MADRUGADA NO CAMPO
Ecoa no pátio fronteiro à casa grande, o latido de um guaipeca brasino e feio, que conhecera pela tardinha, quando ele colhia guabirobas.
Perdida em meio ao silêncio absoluto dos pássaros e do vento, a voz do animal rebate como uma pedra jogada à placidez da água do açude: vai fazendo círculos concêntricos até consumir-se. Porém, a linguagem canina também pode ter tradução e se propaga.
Enquanto o sono não vem, o personagem mergulha no silêncio, agora sem a companhia da voz do cusco da cor do braseiro, que é a mesma do coração, que late compassado a voz sibilina das saudades.

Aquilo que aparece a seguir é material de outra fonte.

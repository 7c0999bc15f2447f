//! Service layer for business logic and orchestration.
//!
//! This module contains the service layer of the application, which sits between the
//! controller (API) layer and the data (repository) layer. Services are responsible for:
//!
//! - **Business Logic**: Implementing core business rules and validation
//! - **Orchestration**: Coordinating multiple repository calls and external services
//! - **Domain Models**: Working with domain models rather than DTOs or entity models
//! - **Transaction Management**: Handling complex multi-step operations

pub mod admin;
pub mod auth;
pub mod booking;
pub mod car;
pub mod emergency;
pub mod message;
pub mod negotiation;
pub mod notification;
pub mod preference;
pub mod rating;
pub mod trip;
pub mod user;

#[cfg(test)]
mod test;
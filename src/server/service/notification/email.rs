use async_trait::async_trait;
use lettre::{
    message::{header::ContentType, Mailbox},
    transport::smtp::authentication::Credentials,
    AsyncSmtpTransport, AsyncTransport, Message, Tokio1Executor,
};

use crate::server::{
    config::Config,
    error::{config::ConfigError, notification::NotificationError},
    service::notification::channel::{Delivery, NotificationChannel},
};

/// SMTP email gateway using STARTTLS.
///
/// Disabled when no SMTP credentials are configured.
pub struct EmailGateway {
    transport: Option<AsyncSmtpTransport<Tokio1Executor>>,
    from: Mailbox,
}

impl EmailGateway {
    /// Builds the SMTP relay from configuration.
    ///
    /// # Returns
    /// - `Ok(EmailGateway)` - Gateway, possibly in disabled mode
    /// - `Err(ConfigError)` - Invalid sender address or relay host
    pub fn from_config(config: &Config) -> Result<Self, ConfigError> {
        let from: Mailbox = config
            .smtp_from_email
            .parse()
            .map_err(|_| ConfigError::InvalidEnvVar {
                name: "SMTP_FROM_EMAIL".to_string(),
                value: config.smtp_from_email.clone(),
            })?;

        let transport = match (&config.smtp_username, &config.smtp_password) {
            (Some(username), Some(password)) => Some(
                AsyncSmtpTransport::<Tokio1Executor>::starttls_relay(&config.smtp_host)
                    .map_err(|e| ConfigError::Invalid(format!("SMTP relay: {}", e)))?
                    .port(config.smtp_port)
                    .credentials(Credentials::new(username.clone(), password.clone()))
                    .build(),
            ),
            _ => {
                tracing::warn!("SMTP credentials not set, email notifications are disabled");
                None
            }
        };

        Ok(Self { transport, from })
    }
}

#[async_trait]
impl NotificationChannel for EmailGateway {
    fn name(&self) -> &'static str {
        "email"
    }

    fn is_enabled(&self) -> bool {
        self.transport.is_some()
    }

    async fn deliver(&self, delivery: &Delivery) -> Result<(), NotificationError> {
        let Some(transport) = &self.transport else {
            tracing::info!("Email disabled, dropping '{}'", delivery.title);
            return Err(NotificationError::GatewayDisabled("email"));
        };

        let to: Mailbox = delivery
            .address
            .parse()
            .map_err(|e| NotificationError::Email(format!("{}", e)))?;

        let message = Message::builder()
            .from(self.from.clone())
            .to(to)
            .subject(&delivery.title)
            .header(ContentType::TEXT_PLAIN)
            .body(delivery.body.clone())
            .map_err(|e| NotificationError::Email(e.to_string()))?;

        transport.send(message).await?;
        Ok(())
    }
}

E a palavra fica latindo no escuro, até que ele se levante e rompa o absurdo silêncio que o revisita, com a (sua) cara suja de mudez e trejeitos. Num repente aflora nuinho o poema, esperneando, por timidez e temor, talvez por intuir-se no mundo das realidades.

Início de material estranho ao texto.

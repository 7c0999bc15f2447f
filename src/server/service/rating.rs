//! Trip ratings between drivers and passengers.
//!
//! The rated user's cached `rating_average` and `rating_count` are recomputed from all
//! received ratings after every create, edit or delete, inside the same transaction.

use chrono::{Duration, Utc};
use entity::sea_orm_active_enums::{BookingStatus, RatingType, TripStatus};
use rust_decimal::Decimal;
use sea_orm::{ConnectionTrait, DatabaseConnection, TransactionTrait};

use crate::server::{
    data::{
        booking::BookingRepository, rating::RatingRepository, trip::TripRepository,
        user::UserRepository,
    },
    error::AppError,
    model::rating::{
        CreateRatingParams, NewRating, RateableUser, Rating, RatingEligibility, RatingSummary,
        UpdateRatingParams,
    },
};

/// Maximum review length in characters.
pub const MAX_REVIEW_LENGTH: usize = 1000;

/// Hours after creation during which the rater may edit or delete a rating.
pub const RATING_EDIT_WINDOW_HOURS: i64 = 24;

pub struct RatingService<'a> {
    db: &'a DatabaseConnection,
}

impl<'a> RatingService<'a> {
    pub fn new(db: &'a DatabaseConnection) -> Self {
        Self { db }
    }

    /// Rates the other side of a shared trip.
    ///
    /// The trip must be completed or cancelled by its driver. A driver may rate a
    /// passenger and a passenger may rate the driver, provided the passenger held a
    /// confirmed or driver-cancelled booking on the trip.
    ///
    /// # Arguments
    /// - `params` - Rater, trip, rated user, score and optional sub-scores
    ///
    /// # Returns
    /// - `Ok(Rating)` - Stored rating
    /// - `Err(AppError::BadRequest)` - Score out of range, self rating or trip not finished
    /// - `Err(AppError::NotFound)` - Trip does not exist
    /// - `Err(AppError::Forbidden)` - The two users did not travel together
    /// - `Err(AppError::Conflict)` - Rater already rated this user for this trip
    pub async fn create(&self, params: CreateRatingParams) -> Result<Rating, AppError> {
        validate_scores(
            params.score,
            [
                params.punctuality,
                params.cleanliness,
                params.communication,
                params.driving_quality,
            ],
            params.review.as_deref(),
        )?;
        if params.rater_id == params.rated_user_id {
            return Err(AppError::BadRequest("You cannot rate yourself".to_string()));
        }

        let txn = self.db.begin().await?;

        let trip = TripRepository::new(&txn)
            .find_by_id(params.trip_id)
            .await?
            .ok_or_else(|| AppError::NotFound("Trip not found".to_string()))?;
        if !is_rateable_trip(trip.status) {
            return Err(AppError::BadRequest(
                "Trips can only be rated once they are completed".to_string(),
            ));
        }

        let (rating_type, passenger_id) = if params.rater_id == trip.driver_id {
            (RatingType::DriverToPassenger, params.rated_user_id)
        } else if params.rated_user_id == trip.driver_id {
            (RatingType::PassengerToDriver, params.rater_id)
        } else {
            return Err(AppError::Forbidden(
                "Ratings are only between a driver and their passengers".to_string(),
            ));
        };

        let booking = BookingRepository::new(&txn)
            .find_shared_trip_booking(trip.id, passenger_id)
            .await?
            .ok_or_else(|| {
                AppError::Forbidden("You did not travel together on this trip".to_string())
            })?;

        let repo = RatingRepository::new(&txn);
        if repo
            .exists(trip.id, params.rater_id, params.rated_user_id)
            .await?
        {
            return Err(AppError::Conflict(
                "You have already rated this user for this trip".to_string(),
            ));
        }

        let rated_user_id = params.rated_user_id;
        let rating = repo
            .create(NewRating {
                params,
                booking_id: Some(booking.id),
                rating_type,
            })
            .await?;
        refresh_aggregate(&txn, rated_user_id).await?;

        txn.commit().await?;

        Ok(rating)
    }

    pub async fn get_given(&self, user_id: i32) -> Result<Vec<Rating>, AppError> {
        Ok(RatingRepository::new(self.db).get_given(user_id).await?)
    }

    pub async fn get_received(&self, user_id: i32) -> Result<Vec<Rating>, AppError> {
        Ok(RatingRepository::new(self.db).get_received(user_id).await?)
    }

    /// Average, count and 1..5 distribution of the ratings a user received.
    ///
    /// # Returns
    /// - `Ok(RatingSummary)` - Summary, zeroed when nothing was received
    /// - `Err(AppError::NotFound)` - No such user
    pub async fn summary(&self, user_id: i32) -> Result<RatingSummary, AppError> {
        if UserRepository::new(self.db)
            .find_by_id(user_id)
            .await?
            .is_none()
        {
            return Err(AppError::NotFound("User not found".to_string()));
        }

        let scores = RatingRepository::new(self.db).scores_of(user_id).await?;

        Ok(summarize(user_id, &scores))
    }

    /// Edits a rating the caller gave within [`RATING_EDIT_WINDOW_HOURS`] of creating it.
    ///
    /// # Arguments
    /// - `rater_id` - Signed-in user
    /// - `rating_id` - Rating to edit
    /// - `params` - Replacement score, review and sub-scores
    ///
    /// # Returns
    /// - `Ok(Rating)` - Updated rating
    /// - `Err(AppError::BadRequest)` - Scores out of range or edit window closed
    /// - `Err(AppError::Forbidden)` - Caller did not write this rating
    /// - `Err(AppError::NotFound)` - No such rating
    pub async fn update(
        &self,
        rater_id: i32,
        rating_id: i32,
        params: UpdateRatingParams,
    ) -> Result<Rating, AppError> {
        validate_scores(
            params.score,
            [
                params.punctuality,
                params.cleanliness,
                params.communication,
                params.driving_quality,
            ],
            params.review.as_deref(),
        )?;

        let txn = self.db.begin().await?;
        let repo = RatingRepository::new(&txn);

        let rating = find_editable(&repo, rater_id, rating_id, "edit").await?;
        let rating = repo.update(rating.id, params).await?;
        refresh_aggregate(&txn, rating.rated_user_id).await?;

        txn.commit().await?;

        Ok(rating)
    }

    /// Deletes a rating the caller gave within [`RATING_EDIT_WINDOW_HOURS`] of creating it.
    pub async fn delete(&self, rater_id: i32, rating_id: i32) -> Result<(), AppError> {
        let txn = self.db.begin().await?;
        let repo = RatingRepository::new(&txn);

        let rating = find_editable(&repo, rater_id, rating_id, "delete").await?;

        repo.delete(rating.id).await?;
        refresh_aggregate(&txn, rating.rated_user_id).await?;

        txn.commit().await?;

        Ok(())
    }

    /// Tells the caller whether they can rate the other side of a booking.
    ///
    /// A booking the caller is not part of, an unfinished trip, or a booking the
    /// passenger cancelled all make the caller ineligible rather than failing.
    ///
    /// # Returns
    /// - `Ok(RatingEligibility)` - Eligibility with the rateable user when eligible
    /// - `Err(AppError::NotFound)` - Booking or its trip does not exist
    pub async fn can_rate(
        &self,
        user_id: i32,
        booking_id: i32,
    ) -> Result<RatingEligibility, AppError> {
        let booking = BookingRepository::new(self.db)
            .find_by_id(booking_id)
            .await?
            .ok_or_else(|| AppError::NotFound("Booking not found".to_string()))?;
        let trip = TripRepository::new(self.db)
            .find_by_id(booking.trip_id)
            .await?
            .ok_or_else(|| AppError::NotFound("Trip not found".to_string()))?;

        if user_id != booking.passenger_id && user_id != trip.driver_id {
            return Ok(RatingEligibility::Ineligible("Not involved in this booking"));
        }
        if !is_rateable_trip(trip.status) {
            return Ok(RatingEligibility::Ineligible("Trip not completed"));
        }
        if !matches!(
            booking.status,
            BookingStatus::Confirmed | BookingStatus::CancelledByDriver
        ) {
            return Ok(RatingEligibility::Ineligible("Invalid booking status"));
        }

        let (rated_user_id, rating_type) = if user_id == trip.driver_id {
            (booking.passenger_id, RatingType::DriverToPassenger)
        } else {
            (trip.driver_id, RatingType::PassengerToDriver)
        };
        let already_rated = RatingRepository::new(self.db)
            .exists(trip.id, user_id, rated_user_id)
            .await?;

        Ok(RatingEligibility::Eligible {
            trip_id: trip.id,
            rateable_users: vec![RateableUser {
                user_id: rated_user_id,
                rating_type,
                booking_id: booking.id,
                already_rated,
            }],
        })
    }

    /// Lists the trip participants the caller has not rated yet.
    ///
    /// The driver sees every passenger who traveled; a passenger who traveled sees the
    /// driver. Anyone else, or any trip that is not finished, gets an empty list.
    pub async fn pending_for_trip(
        &self,
        user_id: i32,
        trip_id: i32,
    ) -> Result<Vec<RateableUser>, AppError> {
        let trip = TripRepository::new(self.db)
            .find_by_id(trip_id)
            .await?
            .ok_or_else(|| AppError::NotFound("Trip not found".to_string()))?;
        if !is_rateable_trip(trip.status) {
            return Ok(Vec::new());
        }

        let bookings = BookingRepository::new(self.db)
            .get_shared_by_trip(trip.id)
            .await?;
        let candidates: Vec<RateableUser> = if user_id == trip.driver_id {
            bookings
                .into_iter()
                .map(|booking| RateableUser {
                    user_id: booking.passenger_id,
                    rating_type: RatingType::DriverToPassenger,
                    booking_id: booking.id,
                    already_rated: false,
                })
                .collect()
        } else {
            bookings
                .into_iter()
                .filter(|booking| booking.passenger_id == user_id)
                .take(1)
                .map(|booking| RateableUser {
                    user_id: trip.driver_id,
                    rating_type: RatingType::PassengerToDriver,
                    booking_id: booking.id,
                    already_rated: false,
                })
                .collect()
        };

        let repo = RatingRepository::new(self.db);
        let mut pending = Vec::with_capacity(candidates.len());
        for candidate in candidates {
            if !repo.exists(trip.id, user_id, candidate.user_id).await? {
                pending.push(candidate);
            }
        }

        Ok(pending)
    }
}

fn is_rateable_trip(status: TripStatus) -> bool {
    matches!(status, TripStatus::Completed | TripStatus::CancelledByDriver)
}

/// Loads a rating the caller may still change.
async fn find_editable<C: ConnectionTrait>(
    repo: &RatingRepository<'_, C>,
    rater_id: i32,
    rating_id: i32,
    action: &str,
) -> Result<Rating, AppError> {
    let rating = repo
        .find_by_id(rating_id)
        .await?
        .ok_or_else(|| AppError::NotFound("Rating not found".to_string()))?;
    if rating.rater_id != rater_id {
        return Err(AppError::Forbidden(format!(
            "You can only {} ratings you gave",
            action
        )));
    }
    if rating.created_at + Duration::hours(RATING_EDIT_WINDOW_HOURS) < Utc::now() {
        return Err(AppError::BadRequest(format!(
            "Ratings can only be changed within {} hours",
            RATING_EDIT_WINDOW_HOURS
        )));
    }

    Ok(rating)
}

async fn refresh_aggregate<C: ConnectionTrait>(db: &C, user_id: i32) -> Result<(), AppError> {
    let scores = RatingRepository::new(db).scores_of(user_id).await?;
    let summary = summarize(user_id, &scores);

    UserRepository::new(db)
        .update_rating(user_id, summary.average, summary.count)
        .await?;

    Ok(())
}

fn validate_scores(
    score: i32,
    sub_scores: [Option<i32>; 4],
    review: Option<&str>,
) -> Result<(), AppError> {
    let in_range = |score: i32| (1..=5).contains(&score);

    if !in_range(score) {
        return Err(AppError::BadRequest(
            "Score must be between 1 and 5".to_string(),
        ));
    }
    if sub_scores.into_iter().flatten().any(|score| !in_range(score)) {
        return Err(AppError::BadRequest(
            "Detailed scores must be between 1 and 5".to_string(),
        ));
    }
    if review.is_some_and(|review| review.chars().count() > MAX_REVIEW_LENGTH) {
        return Err(AppError::BadRequest(format!(
            "Review cannot exceed {} characters",
            MAX_REVIEW_LENGTH
        )));
    }
    Ok(())
}

/// Builds the rating summary for a list of scores; the average is rounded to 2 places.
fn summarize(user_id: i32, scores: &[i32]) -> RatingSummary {
    let mut distribution = [0u64; 5];
    for &score in scores {
        if (1..=5).contains(&score) {
            distribution[(score - 1) as usize] += 1;
        }
    }

    let average = if scores.is_empty() {
        Decimal::ZERO
    } else {
        let total: i64 = scores.iter().map(|&score| i64::from(score)).sum();
        (Decimal::from(total) / Decimal::from(scores.len() as i64)).round_dp(2)
    };

    RatingSummary {
        user_id,
        average,
        count: scores.len() as i32,
        distribution,
    }
}

#[cfg(test)]
mod tests {
    use super::*;

    #[test]
    fn summarize_empty_scores() {
        let summary = summarize(7, &[]);

        assert_eq!(summary.average, Decimal::ZERO);
        assert_eq!(summary.count, 0);
        assert_eq!(summary.distribution, [0, 0, 0, 0, 0]);
    }

    /// Expected: (5 + 4 + 4) / 3 = 4.333.. rounds to 4.33
    #[test]
    fn summarize_rounds_average() {
        let summary = summarize(7, &[5, 4, 4]);

        assert_eq!(summary.average, Decimal::new(433, 2));
        assert_eq!(summary.count, 3);
        assert_eq!(summary.distribution, [0, 0, 0, 2, 1]);
    }
}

O latido está dentro dele e o cão fugiu em meio aos medos e o escuro. É estranha essa consciência de bicho. Até hoje, a cada noite de breu, nosso personagem fica esperando o retorno do uivo sonolento nas madrugadas campesinas.

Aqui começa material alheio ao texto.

use entity::sea_orm_active_enums::MessageType;

use crate::server::{
    data::{message::MessageRepository, notification::NotificationRepository},
    error::AppError,
    model::message::MAX_MESSAGE_LENGTH,
    service::message::MessageService,
};
use test_utils::{builder::TestBuilder, factory};

/// Tests a confirmed passenger opens the trip conversation with the driver.
///
/// Expected: Ok with a thread holding the driver and the passenger
#[tokio::test]
async fn booked_passenger_starts_conversation() -> Result<(), AppError> {
    let test = TestBuilder::new().with_trip_tables().build().await.unwrap();
    let db = test.db.as_ref().unwrap();

    let (driver, passenger, trip, _booking) = factory::helpers::create_booked_trip(db).await?;

    let thread = MessageService::new(db)
        .start_trip_conversation(passenger.id, trip.id)
        .await?;

    assert_eq!(thread.trip_id, Some(trip.id));
    assert!(thread.participant_ids.contains(&driver.id));
    assert!(thread.participant_ids.contains(&passenger.id));

    Ok(())
}

/// Tests a user without a booking cannot join a trip conversation.
///
/// Expected: Err(AppError::Forbidden)
#[tokio::test]
async fn outsider_cannot_start_conversation() -> Result<(), AppError> {
    let test = TestBuilder::new().with_trip_tables().build().await.unwrap();
    let db = test.db.as_ref().unwrap();

    let (_driver, _passenger, trip, _booking) = factory::helpers::create_booked_trip(db).await?;
    let outsider = factory::user::create_user(db).await?;

    let result = MessageService::new(db)
        .start_trip_conversation(outsider.id, trip.id)
        .await;

    assert!(matches!(result, Err(AppError::Forbidden(_))));

    Ok(())
}

/// Tests only participants may post to a thread.
///
/// Expected: Err(AppError::Forbidden) for a user outside the thread
#[tokio::test]
async fn non_participant_cannot_send() -> Result<(), AppError> {
    let test = TestBuilder::new().with_trip_tables().build().await.unwrap();
    let db = test.db.as_ref().unwrap();

    let (_driver, passenger, trip, _booking) = factory::helpers::create_booked_trip(db).await?;
    let outsider = factory::user::create_user(db).await?;
    let service = MessageService::new(db);
    let thread = service.start_trip_conversation(passenger.id, trip.id).await?;

    let result = service
        .send(outsider.id, thread.id, "Hello", MessageType::Text)
        .await;

    assert!(matches!(result, Err(AppError::Forbidden(_))));

    Ok(())
}

/// Tests message length limits after trimming.
///
/// Expected: blank and over-long messages rejected, a message of exactly the limit
/// stored
#[tokio::test]
async fn message_length_limits() -> Result<(), AppError> {
    let test = TestBuilder::new().with_trip_tables().build().await.unwrap();
    let db = test.db.as_ref().unwrap();

    let (_driver, passenger, trip, _booking) = factory::helpers::create_booked_trip(db).await?;
    let service = MessageService::new(db);
    let thread = service.start_trip_conversation(passenger.id, trip.id).await?;

    let blank = service
        .send(passenger.id, thread.id, "   ", MessageType::Text)
        .await;
    assert!(matches!(blank, Err(AppError::BadRequest(_))));

    let too_long = "a".repeat(MAX_MESSAGE_LENGTH + 1);
    let result = service
        .send(passenger.id, thread.id, &too_long, MessageType::Text)
        .await;
    assert!(matches!(result, Err(AppError::BadRequest(_))));

    let at_limit = "a".repeat(MAX_MESSAGE_LENGTH);
    let stored = service
        .send(passenger.id, thread.id, &at_limit, MessageType::Text)
        .await?;
    assert_eq!(stored.content.chars().count(), MAX_MESSAGE_LENGTH);

    Ok(())
}

/// Tests unread counters follow the read marker of each participant.
///
/// Expected: the driver sees two unread messages and a notification per message, the
/// sender sees none, and reading the thread clears the driver's count
#[tokio::test]
async fn unread_counts_track_reads() -> Result<(), AppError> {
    let test = TestBuilder::new().with_trip_tables().build().await.unwrap();
    let db = test.db.as_ref().unwrap();

    let (driver, passenger, trip, _booking) = factory::helpers::create_booked_trip(db).await?;
    let service = MessageService::new(db);
    let thread = service.start_trip_conversation(passenger.id, trip.id).await?;

    service
        .send(passenger.id, thread.id, "Where do we meet?", MessageType::Text)
        .await?;
    service
        .send(passenger.id, thread.id, "I have one bag", MessageType::Text)
        .await?;

    assert_eq!(service.unread_count(driver.id).await?, 2);
    assert_eq!(service.unread_count(passenger.id).await?, 0);

    let threads = service.get_threads(driver.id).await?;
    assert_eq!(threads.len(), 1);
    assert_eq!(threads[0].unread_count, 2);
    assert_eq!(
        threads[0]
            .last_message
            .as_ref()
            .map(|message| message.content.as_str()),
        Some("I have one bag")
    );

    let (inbox, _) = NotificationRepository::new(db)
        .get_for_user_paginated(driver.id, false, 0, 10)
        .await?;
    assert_eq!(inbox.iter().filter(|n| n.kind == "new_message").count(), 2);

    let detail = service.get_thread(driver.id, thread.id).await?;
    assert_eq!(detail.messages.len(), 2);
    assert_eq!(service.unread_count(driver.id).await?, 0);

    Ok(())
}

/// Tests a driver writes directly to a former passenger and the thread is reused.
///
/// Expected: one trip-less thread holding both users, the second call appending to it
#[tokio::test]
async fn direct_conversation_is_reused() -> Result<(), AppError> {
    let test = TestBuilder::new().with_trip_tables().build().await.unwrap();
    let db = test.db.as_ref().unwrap();

    let (driver, passenger, _trip, _booking) = factory::helpers::create_booked_trip(db).await?;
    let service = MessageService::new(db);

    let first = service
        .start_direct_conversation(driver.id, passenger.id, "Thanks for riding")
        .await?;
    assert_eq!(first.trip_id, None);
    assert_eq!(first.participant_ids, vec![driver.id, passenger.id]);
    assert_eq!(first.messages.len(), 1);

    let reply = service
        .start_direct_conversation(passenger.id, driver.id, "Any trips next week?")
        .await?;
    assert_eq!(reply.id, first.id);
    assert_eq!(reply.messages.len(), 2);

    Ok(())
}

/// Tests direct messages need a shared booking and a different recipient.
///
/// Expected: BadRequest to yourself, Forbidden to a stranger, NotFound to a missing user
#[tokio::test]
async fn direct_conversation_requires_connection() -> Result<(), AppError> {
    let test = TestBuilder::new().with_trip_tables().build().await.unwrap();
    let db = test.db.as_ref().unwrap();

    let (_driver, passenger, _trip, _booking) = factory::helpers::create_booked_trip(db).await?;
    let stranger = factory::user::create_user(db).await?;
    let service = MessageService::new(db);

    let to_self = service
        .start_direct_conversation(passenger.id, passenger.id, "Hi")
        .await;
    assert!(matches!(to_self, Err(AppError::BadRequest(_))));

    let to_stranger = service
        .start_direct_conversation(passenger.id, stranger.id, "Hi")
        .await;
    assert!(matches!(to_stranger, Err(AppError::Forbidden(_))));

    let to_nobody = service
        .start_direct_conversation(passenger.id, stranger.id + 1000, "Hi")
        .await;
    assert!(matches!(to_nobody, Err(AppError::NotFound(_))));

    Ok(())
}

/// Tests only the sender can delete a message and it disappears for everyone.
///
/// Expected: NotFound for the driver, Ok for the sender, then the thread is empty and a
/// second delete is NotFound
#[tokio::test]
async fn sender_deletes_own_message() -> Result<(), AppError> {
    let test = TestBuilder::new().with_trip_tables().build().await.unwrap();
    let db = test.db.as_ref().unwrap();

    let (driver, passenger, trip, _booking) = factory::helpers::create_booked_trip(db).await?;
    let service = MessageService::new(db);
    let thread = service.start_trip_conversation(passenger.id, trip.id).await?;
    let message = service
        .send(passenger.id, thread.id, "Wrong chat", MessageType::Text)
        .await?;

    let foreign = service.delete_message(driver.id, message.id).await;
    assert!(matches!(foreign, Err(AppError::NotFound(_))));

    service.delete_message(passenger.id, message.id).await?;

    assert!(MessageRepository::new(db)
        .get_messages(thread.id)
        .await?
        .is_empty());
    let again = service.delete_message(passenger.id, message.id).await;
    assert!(matches!(again, Err(AppError::NotFound(_))));

    Ok(())
}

Essa mesma indomável solidão ladra por dentro, tal o uivo traduzível do cusco brasino. A única diferença para além de mim, dos olhos e ouvidos dos lindeiros (e dos nem tão próximos) é que a Poesia domou a feiura – embora não a tendo dominado completamente – e continua latindo no meio da noite.
De esguelha, em lusco-fusco, luze timidamente um raio do luar de outono. E a voz do silêncio continua tristonha, a embalar estrelas nuas perdidas na memória.
MONCKS, Joaquim. A MAÇÃ NA CRUZ. Obra inédita, 2022.